▶ [Exercise brief]:
All the data should be printed again exactly as written.

Stored items:
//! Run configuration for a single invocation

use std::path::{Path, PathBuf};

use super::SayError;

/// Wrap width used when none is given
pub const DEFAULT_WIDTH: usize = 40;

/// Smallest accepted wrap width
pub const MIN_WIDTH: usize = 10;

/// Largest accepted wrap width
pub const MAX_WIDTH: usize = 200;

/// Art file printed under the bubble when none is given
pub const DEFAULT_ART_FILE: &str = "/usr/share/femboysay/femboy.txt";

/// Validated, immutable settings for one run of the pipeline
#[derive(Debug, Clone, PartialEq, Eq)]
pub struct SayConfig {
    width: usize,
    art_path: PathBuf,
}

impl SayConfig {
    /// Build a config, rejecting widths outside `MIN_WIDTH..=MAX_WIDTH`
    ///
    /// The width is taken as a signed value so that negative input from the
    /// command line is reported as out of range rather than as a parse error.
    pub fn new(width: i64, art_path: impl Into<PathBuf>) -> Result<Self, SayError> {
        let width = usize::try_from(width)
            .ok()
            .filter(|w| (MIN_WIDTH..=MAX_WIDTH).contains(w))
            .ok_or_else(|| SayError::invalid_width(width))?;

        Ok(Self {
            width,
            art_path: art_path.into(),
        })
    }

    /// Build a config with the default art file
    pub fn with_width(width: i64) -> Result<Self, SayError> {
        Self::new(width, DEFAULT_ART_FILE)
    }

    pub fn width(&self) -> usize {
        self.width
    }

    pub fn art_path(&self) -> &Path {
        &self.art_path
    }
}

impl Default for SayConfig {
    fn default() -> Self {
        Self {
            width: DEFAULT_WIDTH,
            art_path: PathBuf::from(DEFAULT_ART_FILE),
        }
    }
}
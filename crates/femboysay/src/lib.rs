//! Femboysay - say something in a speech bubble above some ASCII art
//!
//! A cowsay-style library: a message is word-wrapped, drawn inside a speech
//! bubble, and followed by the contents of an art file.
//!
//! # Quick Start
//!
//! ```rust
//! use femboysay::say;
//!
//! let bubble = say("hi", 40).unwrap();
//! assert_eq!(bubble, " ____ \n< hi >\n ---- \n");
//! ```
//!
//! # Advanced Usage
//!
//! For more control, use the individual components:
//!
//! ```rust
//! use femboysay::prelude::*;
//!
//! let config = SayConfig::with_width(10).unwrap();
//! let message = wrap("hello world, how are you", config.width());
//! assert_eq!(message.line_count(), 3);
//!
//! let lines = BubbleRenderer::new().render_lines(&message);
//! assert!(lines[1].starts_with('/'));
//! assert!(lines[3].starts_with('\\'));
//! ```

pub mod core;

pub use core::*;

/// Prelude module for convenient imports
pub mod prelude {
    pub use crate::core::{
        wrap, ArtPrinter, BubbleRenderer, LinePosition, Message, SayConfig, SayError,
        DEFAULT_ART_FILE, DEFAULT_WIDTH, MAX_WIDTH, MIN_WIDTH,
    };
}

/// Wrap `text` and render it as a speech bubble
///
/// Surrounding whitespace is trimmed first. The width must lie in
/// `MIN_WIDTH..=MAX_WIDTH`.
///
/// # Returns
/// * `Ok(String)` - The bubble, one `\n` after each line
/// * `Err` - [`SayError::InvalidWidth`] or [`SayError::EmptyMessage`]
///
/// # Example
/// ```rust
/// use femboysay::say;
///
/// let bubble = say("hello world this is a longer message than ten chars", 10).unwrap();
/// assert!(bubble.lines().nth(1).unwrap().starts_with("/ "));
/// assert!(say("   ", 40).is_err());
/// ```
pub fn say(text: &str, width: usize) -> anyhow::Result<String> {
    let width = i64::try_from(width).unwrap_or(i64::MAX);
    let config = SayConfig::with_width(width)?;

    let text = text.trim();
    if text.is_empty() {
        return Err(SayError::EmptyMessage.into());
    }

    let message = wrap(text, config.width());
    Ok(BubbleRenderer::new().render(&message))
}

▶ [Solution to this task]:
//! Run configuration for a single invocation

use std::path::{Path, PathBuf};

use super::SayError;

/// Wrap width used when none is given
pub const DEFAULT_WIDTH: usize = 40;

/// Smallest accepted wrap width
pub const MIN_WIDTH: usize = 10;

/// Largest accepted wrap width
pub const MAX_WIDTH: usize = 200;

/// Art file printed under the bubble when none is given
pub const DEFAULT_ART_FILE: &str = "/usr/share/femboysay/femboy.txt";

/// Validated, immutable settings for one run of the pipeline
#[derive(Debug, Clone, PartialEq, Eq)]
pub struct SayConfig {
    width: usize,
    art_path: PathBuf,
}

impl SayConfig {
    /// Build a config, rejecting widths outside `MIN_WIDTH..=MAX_WIDTH`
    ///
    /// The width is taken as a signed value so that negative input from the
    /// command line is reported as out of range rather than as a parse error.
    pub fn new(width: i64, art_path: impl Into<PathBuf>) -> Result<Self, SayError> {
        let width = usize::try_from(width)
            .ok()
            .filter(|w| (MIN_WIDTH..=MAX_WIDTH).contains(w))
            .ok_or_else(|| SayError::invalid_width(width))?;

        Ok(Self {
            width,
            art_path: art_path.into(),
        })
    }

    /// Build a config with the default art file
    pub fn with_width(width: i64) -> Result<Self, SayError> {
        Self::new(width, DEFAULT_ART_FILE)
    }

    pub fn width(&self) -> usize {
        self.width
    }

    pub fn art_path(&self) -> &Path {
        &self.art_path
    }
}

impl Default for SayConfig {
    fn default() -> Self {
        Self {
            width: DEFAULT_WIDTH,
            art_path: PathBuf::from(DEFAULT_ART_FILE),
        }
    }
}
filename crates/femboysay/src/lib.rs
//! Femboysay - say something in a speech bubble above some ASCII art
//!
//! A cowsay-style library: a message is word-wrapped, drawn inside a speech
//! bubble, and followed by the contents of an art file.
//!
//! # Quick Start
//!
//! ```rust
//! use femboysay::say;
//!
//! let bubble = say("hi", 40).unwrap();
//! assert_eq!(bubble, " ____ \n< hi >\n ---- \n");
//! ```
//!
//! # Advanced Usage
//!
//! For more control, use the individual components:
//!
//! ```rust
//! use femboysay::prelude::*;
//!
//! let config = SayConfig::with_width(10).unwrap();
//! let message = wrap("hello world, how are you", config.width());
//! assert_eq!(message.line_count(), 3);
//!
//! let lines = BubbleRenderer::new().render_lines(&message);
//! assert!(lines[1].starts_with('/'));
//! assert!(lines[3].starts_with('\\'));
//! ```

pub mod core;

pub use core::*;

/// Prelude module for convenient imports
pub mod prelude {
    pub use crate::core::{
        wrap, ArtPrinter, BubbleRenderer, LinePosition, Message, SayConfig, SayError,
        DEFAULT_ART_FILE, DEFAULT_WIDTH, MAX_WIDTH, MIN_WIDTH,
    };
}

/// Wrap `text` and render it as a speech bubble
///
/// Surrounding whitespace is trimmed first. The width must lie in
/// `MIN_WIDTH..=MAX_WIDTH`.
///
/// # Returns
/// * `Ok(String)` - The bubble, one `\n` after each line
/// * `Err` - [`SayError::InvalidWidth`] or [`SayError::EmptyMessage`]
///
/// # Example
/// ```rust
/// use femboysay::say;
///
/// let bubble = say("hello world this is a longer message than ten chars", 10).unwrap();
/// assert!(bubble.lines().nth(1).unwrap().starts_with("/ "));
/// assert!(say("   ", 40).is_err());
/// ```
pub fn say(text: &str, width: usize) -> anyhow::Result<String> {
    let width = i64::try_from(width).unwrap_or(i64::MAX);
    let config = SayConfig::with_width(width)?;

    let text = text.trim();
    if text.is_empty() {
        return Err(SayError::EmptyMessage.into());
    }

    let message = wrap(text, config.width());
    Ok(BubbleRenderer::new().render(&message))
}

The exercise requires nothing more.